The Poetic Dramas of W.H. Auden and Christopher Isherwood (Autumn 1938)

Spender had written a poetic drama himself, Trial of a Judge, this same year of 1938.

He praises the poetic dramas of W.H. Auden and Christopher Isherwood, specifically The Dog Beneath The Skin and The Ascent of F6, but enters a few typically sensible caveats.

  • Not much of the poetry in them is as good as Auden’s individual poems.
  • None of the characters has the subtlety of the characters in Isherwood’s novels.
  • Lastly, the pop nature of some of the lyrics created a kind of lowest common denominator style which Auden’s younger fans are now copying.

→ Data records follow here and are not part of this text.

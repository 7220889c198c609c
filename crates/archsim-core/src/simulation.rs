//! Resource-bottleneck throughput simulation.
//!
//! Each node's capacity is bound by its scarcest resource (CPU, memory or
//! network); each connection's by its bandwidth. The target throughput is
//! split across nodes by [`distribute_load`] and evenly across connections,
//! then compared against those capacities. Overloaded nodes and connections
//! are reported as bottlenecks and penalize system health.

use crate::distribution::distribute_load;
use crate::graph::{ArchitectureGraph, Connection, NodeKind, ServerResources};
use serde::{Deserialize, Serialize};

// ---------------------------------------------------------------------------
// Configuration
// ---------------------------------------------------------------------------

/// Errors from an inconsistent [`SimulationConfig`].
#[derive(Debug, Clone, PartialEq, thiserror::Error)]
pub enum ConfigError {
    #[error("{name} must be a positive finite number, got {value}")]
    NonPositiveConstant { name: &'static str, value: f64 },
    #[error("latency must be a non-negative finite number, got {0}")]
    InvalidLatency(f64),
}

/// Per-resource throughput constants and the reported latency.
#[derive(Debug, Clone, PartialEq, Serialize, Deserialize)]
#[serde(default)]
pub struct SimulationConfig {
    /// ops/sec contributed by each GHz of each core.
    pub cpu_ops_per_ghz_core: f64,
    /// ops/sec supported per GB of memory.
    pub memory_ops_per_gb: f64,
    /// ops/sec supported per Mbps of node network bandwidth.
    pub network_ops_per_mbps: f64,
    /// ops/sec supported per Mbps of connection bandwidth.
    pub edge_ops_per_mbps: f64,
    /// Latency echoed into the metrics, in milliseconds. Not derived from
    /// topology.
    pub latency_ms: f64,
}

impl Default for SimulationConfig {
    fn default() -> Self {
        Self {
            cpu_ops_per_ghz_core: 1000.0,
            memory_ops_per_gb: 1000.0,
            network_ops_per_mbps: 100.0,
            edge_ops_per_mbps: 100.0,
            latency_ms: 50.0,
        }
    }
}

impl SimulationConfig {
    /// Check every constant, returning the config unchanged if usable.
    pub fn validated(self) -> Result<Self, ConfigError> {
        let constants = [
            ("cpu_ops_per_ghz_core", self.cpu_ops_per_ghz_core),
            ("memory_ops_per_gb", self.memory_ops_per_gb),
            ("network_ops_per_mbps", self.network_ops_per_mbps),
            ("edge_ops_per_mbps", self.edge_ops_per_mbps),
        ];
        for (name, value) in constants {
            if !value.is_finite() || value <= 0.0 {
                return Err(ConfigError::NonPositiveConstant { name, value });
            }
        }
        if !self.latency_ms.is_finite() || self.latency_ms < 0.0 {
            return Err(ConfigError::InvalidLatency(self.latency_ms));
        }
        Ok(self)
    }
}

// ---------------------------------------------------------------------------
// Results
// ---------------------------------------------------------------------------

/// System-level outcome of one simulation run.
#[derive(Debug, Clone, PartialEq, Serialize, Deserialize)]
#[serde(rename_all = "camelCase")]
pub struct SimulationMetrics {
    /// The requested target throughput, echoed back (ops/sec).
    pub total_throughput: f64,
    /// 0..=100, reduced by every overloaded node and connection.
    pub system_health: f64,
    /// Ids of overloaded nodes followed by ids of overloaded connections.
    pub bottleneck_nodes: Vec<String>,
    /// Throughput ceiling set by the weakest node or connection (ops/sec).
    pub max_achievable_throughput: f64,
    /// Milliseconds.
    pub latency: f64,
    /// Same signal as `system_health`.
    pub reliability: f64,
}

impl Default for SimulationMetrics {
    fn default() -> Self {
        Self {
            total_throughput: 0.0,
            system_health: 100.0,
            bottleneck_nodes: Vec::new(),
            max_achievable_throughput: 0.0,
            latency: 0.0,
            reliability: 100.0,
        }
    }
}

/// An annotated copy of the simulated graph plus its metrics.
///
/// `graph.metrics` equals `metrics`.
#[derive(Debug, Clone, PartialEq)]
pub struct Simulation {
    pub graph: ArchitectureGraph,
    pub metrics: SimulationMetrics,
}

// ---------------------------------------------------------------------------
// Capacity model
// ---------------------------------------------------------------------------

/// Throughput a node can sustain: the minimum over its CPU, memory and
/// network bounds. Never negative; a non-finite bound counts as zero.
pub fn node_capacity(resources: &ServerResources, config: &SimulationConfig) -> f64 {
    let cpu = resources.cpu * f64::from(resources.cpu_cores) * config.cpu_ops_per_ghz_core;
    let memory = resources.memory * config.memory_ops_per_gb;
    let network = resources.network_bandwidth * config.network_ops_per_mbps;
    // f64::min skips NaN, so each bound is sanitized first.
    sanitize_capacity(cpu)
        .min(sanitize_capacity(memory))
        .min(sanitize_capacity(network))
}

/// Throughput a connection can carry.
pub fn edge_capacity(connection: &Connection, config: &SimulationConfig) -> f64 {
    sanitize_capacity(connection.bandwidth * config.edge_ops_per_mbps)
}

fn sanitize_capacity(value: f64) -> f64 {
    if value.is_finite() { value.max(0.0) } else { 0.0 }
}

/// Unclamped load in percent. Positive load on zero capacity is unbounded.
fn load_percentage(load: f64, capacity: f64) -> f64 {
    if capacity > 0.0 {
        load / capacity * 100.0
    } else if load > 0.0 {
        f64::INFINITY
    } else {
        0.0
    }
}

fn sanitize_target(target: f64) -> f64 {
    if target.is_finite() && target >= 0.0 {
        target
    } else {
        tracing::warn!(
            requested = target,
            "target throughput is not a non-negative number; using 0"
        );
        0.0
    }
}

// ---------------------------------------------------------------------------
// Simulation
// ---------------------------------------------------------------------------

/// Simulate `graph` under `target_throughput` ops/sec with default constants.
pub fn simulate(graph: &ArchitectureGraph, target_throughput: f64) -> Simulation {
    simulate_with(graph, target_throughput, &SimulationConfig::default())
}

/// Simulate `graph` under `target_throughput` ops/sec.
///
/// The caller's graph is left untouched; the returned copy carries each
/// node's `max_throughput`, `current_load` and `is_healthy`, and each
/// connection's `current_load`. `user` nodes are external traffic and are
/// neither loaded nor counted.
///
/// With no server nodes or no connections the run is degenerate: capacities
/// are still reported, but nothing is loaded and the throughput figures are 0.
pub fn simulate_with(
    graph: &ArchitectureGraph,
    target_throughput: f64,
    config: &SimulationConfig,
) -> Simulation {
    let target = sanitize_target(target_throughput);
    let mut annotated = graph.clone();

    let server_count = annotated
        .nodes
        .iter()
        .filter(|n| n.kind != NodeKind::User)
        .count();
    let edge_count = annotated.connections.len();

    if server_count == 0 || edge_count == 0 {
        let metrics = idle(&mut annotated, config);
        tracing::debug!(
            nodes = server_count,
            edges = edge_count,
            "degenerate simulation, nothing to load"
        );
        annotated.metrics = metrics.clone();
        return Simulation {
            graph: annotated,
            metrics,
        };
    }

    let distribution = distribute_load(&annotated.nodes, target);
    let mut health = 100.0_f64;
    let mut bottlenecks = Vec::new();
    let mut ceiling = f64::INFINITY;

    let servers = annotated
        .nodes
        .iter_mut()
        .filter(|n| n.kind != NodeKind::User);
    for (node, share) in servers.zip(distribution.shares()) {
        let capacity = node_capacity(&node.resources, config);
        let pct = load_percentage(share.load, capacity);

        node.max_throughput = capacity;
        node.current_load = pct.min(100.0);
        node.is_healthy = pct <= 100.0;
        ceiling = ceiling.min(capacity);

        if pct > 100.0 {
            tracing::trace!(node = %node.id, load_pct = pct, capacity, "node overloaded");
            bottlenecks.push(node.id.clone());
            health -= (pct - 100.0) / server_count as f64;
        }
    }

    let edge_load = target / edge_count as f64;
    for conn in &mut annotated.connections {
        let capacity = edge_capacity(conn, config);
        let pct = load_percentage(edge_load, capacity);

        conn.current_load = pct.min(100.0);
        ceiling = ceiling.min(capacity);

        if pct > 100.0 {
            tracing::trace!(edge = %conn.id, load_pct = pct, capacity, "connection overloaded");
            bottlenecks.push(conn.id.clone());
            health -= (pct - 100.0) / edge_count as f64;
        }
    }

    let health = if health.is_nan() { 0.0 } else { health.max(0.0) };
    let metrics = SimulationMetrics {
        total_throughput: target,
        system_health: health,
        bottleneck_nodes: bottlenecks,
        max_achievable_throughput: if ceiling.is_finite() { ceiling } else { 0.0 },
        latency: config.latency_ms,
        reliability: health,
    };

    tracing::debug!(
        nodes = server_count,
        edges = edge_count,
        target_throughput = target,
        health = metrics.system_health,
        bottlenecks = metrics.bottleneck_nodes.len(),
        ceiling = metrics.max_achievable_throughput,
        "simulation complete"
    );

    annotated.metrics = metrics.clone();
    Simulation {
        graph: annotated,
        metrics,
    }
}

/// Annotate capacities without applying any load.
fn idle(graph: &mut ArchitectureGraph, config: &SimulationConfig) -> SimulationMetrics {
    for node in graph
        .nodes
        .iter_mut()
        .filter(|n| n.kind != NodeKind::User)
    {
        node.max_throughput = node_capacity(&node.resources, config);
        node.current_load = 0.0;
        node.is_healthy = true;
    }
    for conn in &mut graph.connections {
        conn.current_load = 0.0;
    }

    SimulationMetrics {
        latency: config.latency_ms,
        ..SimulationMetrics::default()
    }
}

The public figures in F6 are too true to life to be believable. The satire on them is too crude to be believable and therefore effective. In this respect, yes, they are rather schoolboyish, as older critics claimed. Spender considers Dog works in its long journey round Europe, but when the protagonist returns to his English village, the climax of the play is him delivering a sermon indistinguishable from one any ordinary vicar would deliver.

Spender acutely points out the several ways in which the conclusion of The Ascent of F6 is not only unsatisfactory, it is incoherent. I agree with him that lots of it are just chunks of Auden which have been inserted into the play without too much regard for context. But that the chorus poetry of Mr and Mrs A is excellent (the best thing in the play, in my view).

With a touch of the apocalyptic, Spender hopes Auden and Isherwood have laid the foundations of what might be a much wider social change in coming decades which would see ‘the emergence of the theatre as the most significant and living of literary forms’ (p.61). Of course, they hadn’t.

Tangiers and Gibraltar Now (Left Review, February 1937)

Six months into the Spanish Civil War, Spender tried to get into republican Spain but was refused a visa so he did the next best thing which was to travel to Tangiers – where he attended meetings, speeches etc by Republican supporters – then Gibraltar, where he dwells on the revolting Franco sympathies of the British authorities and old British colonels’ mithering about ‘Red atrocities’. Even if these atrocities are true, Spender excuses them as the inevitable excesses of the suffering imposed on the people by the ‘monstrous Spanish system’ (p.64).

Heroes in Spain (New Statesman, May 1937)

Finally Spender got himself into Republican Spain and reports on what he saw and the Unity of the People as he travelled round for six weeks.

Spender takes exception to calling anyone who dies in a war, a ‘hero’, saying this is just a rhetoric people use to hide from themselves the disgusting reality of war. He testifies that the actual soldiers dislike talk of heroes and heroics; in the reports they read they are far more concerned to hear the simple truth.

Spain invites the world’s writers (Autumn 1937)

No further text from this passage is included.